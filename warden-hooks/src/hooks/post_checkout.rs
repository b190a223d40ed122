use super::boundary::Failure;
use super::{record_change, CheckoutKind, Console, Context, Exit, HookKind};
use crate::notify::Event;
use crate::vcs::{is_null_ref, Backend, Collector, RepositoryState};
use crate::VcsError;

/// Announce a checkout between `previous` and `new`.
pub(super) fn run(
    ctx: &Context<'_>,
    previous: &str,
    new: &str,
    kind: CheckoutKind,
    console: &mut Console<'_>,
) -> Result<Exit, Failure> {
    let state = collect(&ctx.collector, previous, new)?;
    record_change(
        HookKind::PostCheckout,
        &format!(
            "user '{}' (author '{}') performed a {} checkout from '{}' to '{}'",
            state.user,
            state.author,
            kind.describe(),
            state.display_name(previous),
            state.display_name(new)
        ),
    );

    let message = ctx.composer.compose(Event::Checkout { previous, new, kind }, &state);
    ctx.dispatcher.dispatch(&message, console);
    Ok(Exit::Success)
}

/// Everything a checkout notification shows.
///
/// Refs that cannot be resolved keep their raw form, with one warning each.
/// After a clone the previous ref is the null id: every file of `new` counts as changed,
/// and the null id is shown as is.
pub(crate) fn collect<B: Backend>(
    collector: &Collector<B>,
    previous: &str,
    new: &str,
) -> Result<RepositoryState, VcsError> {
    let changed_files = if is_null_ref(previous) {
        collector.files_at(new)?
    } else {
        collector.changed_files_between(previous, new)?
    };
    let mut state = RepositoryState {
        author: collector.author()?,
        user: collector.local_user()?,
        status: collector.status()?,
        changed_files,
        ..Default::default()
    };
    for reference in [previous, new] {
        if state.ref_names.contains_key(reference) {
            continue;
        }
        if is_null_ref(reference) {
            state.ref_names.insert(reference.to_owned(), reference.to_owned());
            continue;
        }
        let name = match collector.resolve_ref(reference) {
            Ok(name) => name,
            Err(failure) => {
                let warning = format!("{failure}, showing it as is");
                tracing::warn!(reference, error = %failure.source, "{warning}");
                state.warnings.push(warning);
                reference.to_owned()
            }
        };
        state.ref_names.insert(reference.to_owned(), name);
    }
    Ok(state)
}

• [TASK GOAL] Go through the records above and, whenever a line includes the word "previous", copy it.

• [EXERCISE RESPONSE]
/// Announce a checkout between `previous` and `new`.
    previous: &str,
    let state = collect(&ctx.collector, previous, new)?;
            state.display_name(previous),
    let message = ctx.composer.compose(Event::Checkout { previous, new, kind }, &state);
/// After a clone the previous ref is the null id: every file of `new` counts as changed,
    previous: &str,
    let changed_files = if is_null_ref(previous) {
        collector.changed_files_between(previous, new)?
    for reference in [previous, new] {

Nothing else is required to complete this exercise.